One of the more difficult aspects of the coronavirus pandemic for people who must go to the hospital – whether with COVID-19 or with other ailments – has been the restrictions on visitors. While visitor restrictions are necessary to slow the spread of the virus, they can make a patient feel even more lonely or frightened during a hospital stay. Happily, technology has been able to bring people together. 

The Center for Telehealth at the Medical University of South Carolina has been involved in multiple aspects of the COVID-19 response, including screening people for eligibility for testing, increasing telehealth visits for regular doctor’s appointments and allowing nurses to monitor COVID-19 patients recovering at home. But the center has also become involved in patients’ emotional well-being by setting up visitation iPads for use by patients who don’t have their own devices.

This technology was built into the design of the MUSC Shawn Jenkins Children’s Hospital and Pearl Tourville Women’s Pavilion, but it didn’t exist at MUSC Health’s other Charleston hospitals or the regional hospitals.

Emily Warr, R.N., director of operations for the Center for Telehealth, said the staff understands how deeply the visitor restrictions affect people.

“Some of the more heartbreaking stories are around patients in the ICU who are critically ill and even close to death. We have a strict limitation of only two visitors even for those patients. That's tough if you’re a father of three and you’re dying,” she said. “So we started in ICUs for that reason – because most patients in ICUs don’t have their own devices, and they’re critically ill and have a real need for connection with their families.”

The hospital system already had iPads that were used as aids during rounding and to obtain electronic consents, and it received more as donations when the crisis hit, Warr said. The Center for Telehealth teamed with Information Solutions to reconfigure the devices so that patients could use FaceTime, if they already had an Apple ID, or an app that creates a unique “room” that family members can connect to.

By April 7, all nursing units in Charleston had access to the iPads.

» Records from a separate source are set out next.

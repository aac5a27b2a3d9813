pub mod lexer;
mod reader;

pub use lexer::{tokenize, SpannedToken, Token};
pub use reader::read_module;
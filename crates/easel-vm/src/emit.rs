//! Incremental construction of an [`ExecutionModule`]: pooled literals
//! (deduplicated), function-table management and instruction emission.

use easel_core::EaselError;
use hashbrown::HashMap;

use crate::module::{ExecutionModule, FunctionInfo, Instruction};
use crate::opcodes::Opcode;

pub struct ModuleBuilder {
    name: String,
    strings: Vec<String>,
    string_index: HashMap<String, usize>,
    integers: Vec<i64>,
    integer_index: HashMap<i64, usize>,
    floats: Vec<f64>,
    float_index: HashMap<u64, usize>,
    functions: Vec<FunctionInfo>,
    initializer: Option<usize>,
    instructions: Vec<Instruction>,
}

impl ModuleBuilder {
    pub fn new(name: impl Into<String>) -> Self {
        ModuleBuilder {
            name: name.into(),
            strings: Vec::new(),
            string_index: HashMap::new(),
            integers: Vec::new(),
            integer_index: HashMap::new(),
            floats: Vec::new(),
            float_index: HashMap::new(),
            functions: Vec::new(),
            initializer: None,
            instructions: Vec::new(),
        }
    }

    fn pool_operand(idx: usize) -> Result<i16, EaselError> {
        i16::try_from(idx).map_err(|_| EaselError::lower("literal pool overflows operand width"))
    }

    pub fn intern_string(&mut self, s: &str) -> Result<i16, EaselError> {
        if let Some(&idx) = self.string_index.get(s) {
            return Self::pool_operand(idx);
        }
        let idx = self.strings.len();
        self.strings.push(s.to_string());
        self.string_index.insert(s.to_string(), idx);
        Self::pool_operand(idx)
    }

    pub fn intern_integer(&mut self, v: i64) -> Result<i16, EaselError> {
        if let Some(&idx) = self.integer_index.get(&v) {
            return Self::pool_operand(idx);
        }
        let idx = self.integers.len();
        self.integers.push(v);
        self.integer_index.insert(v, idx);
        Self::pool_operand(idx)
    }

    pub fn intern_float(&mut self, v: f64) -> Result<i16, EaselError> {
        if let Some(&idx) = self.float_index.get(&v.to_bits()) {
            return Self::pool_operand(idx);
        }
        let idx = self.floats.len();
        self.floats.push(v);
        self.float_index.insert(v.to_bits(), idx);
        Self::pool_operand(idx)
    }

    /// Append an instruction, returning its index in the stream.
    pub fn emit(&mut self, opcode: Opcode, operand1: i16, operand2: i16) -> usize {
        let at = self.instructions.len();
        self.instructions
            .push(Instruction::new(opcode, operand1, operand2));
        at
    }

    pub fn next_offset(&self) -> usize {
        self.instructions.len()
    }

    /// Rewrite an emitted instruction's second operand (jump patching).
    pub fn patch_operand2(&mut self, at: usize, value: i16) {
        self.instructions[at].operand2 = value;
    }

    /// Record a function covering the instruction range emitted between
    /// `begin` and now. Returns the function-table index.
    pub fn add_function(
        &mut self,
        name: impl Into<String>,
        begin: usize,
        variadic: bool,
    ) -> usize {
        let idx = self.functions.len();
        self.functions.push(FunctionInfo {
            name: name.into(),
            begin,
            len: self.instructions.len() - begin,
            variadic,
        });
        idx
    }

    pub fn set_initializer(&mut self, function_index: usize) {
        self.initializer = Some(function_index);
    }

    pub fn finish(self) -> ExecutionModule {
        ExecutionModule {
            name: self.name,
            strings: self.strings,
            integers: self.integers,
            floats: self.floats,
            functions: self.functions,
            initializer: self.initializer,
            instructions: self.instructions,
        }
    }
}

The following day, the center shipped some of the reconfigured iPads to the Lancaster and Florence divisions.

“Once this current crisis is over, it’ll be interesting to see what happens,” Warr said. “I would not be surprised if this virtual visitation option becomes the new norm because it’s really not a unique problem to COVID that some family members can't get in to see their loved ones while they’re in the hospital. Beyond visitation, we’re also using the iPads to engage family members in care planning discussions with the clinician team during rounds and for important updates.”

"I would not be surprised if this virtual visitation option becomes the new norm because it’s really not a unique problem to COVID that some family members can't get in to see their loved ones while they’re in the hospital."

Emily Warr, R.N., director of operations
Center for Telehealth

Besides repurposing the staff iPads for patient use, the Center for Telehealth also reworked carts that had been used to monitor certain at-risk patients. The continuous virtual monitoring carts debuted in 2017 as a means to monitor patients with behavioral problems at the Institute of Psychiatry. They were then expanded to monitor medical patients who were labeled as fall risks and have also been used to monitor patients who might try to hurt themselves. 

As designed, the carts work by having teams that continuously watch the monitors and speak through the carts when necessary – for example, when a fall-risk patient tries to get out of bed, a staff member will ask the patient to stay put and alert a nurse. But the center staff quickly realized that these carts could be deployed to the COVID-19 patient area to allow doctors and nurses to speak to patients without having to enter the room.

Doctors and nurses still enter the room to conduct physical exams of COVID-19 and potential COVID-19 patients. But the carts allow them to cut down on face-to-face visits, which reduces the amount of personal protective equipment they use as well as potential health care worker exposure to the novel coronavirus. Since the beginning of this particular initiative, more than 5,000 calls have been made using these devices, representing a significant decrease in health care worker exposure and use of PPE.

The center is also using some of the iPads as entertainment devices for COVID-19 patients. Warr said the COVID-19 unit is a retrofitted nursery, meaning there are no televisions or other means to entertain oneself. Seriously ill patients don’t notice, but those who are recovering can now use the iPads that have been outfitted with about a dozen apps to enable livestreaming and TV, Warr said.

With iPads suddenly more difficult to buy, as everyone tries to get their hands on one during the pandemic, it was nice to have a fleet of iPads already on hand that the center could reconfigure to meet patient needs, Warr said.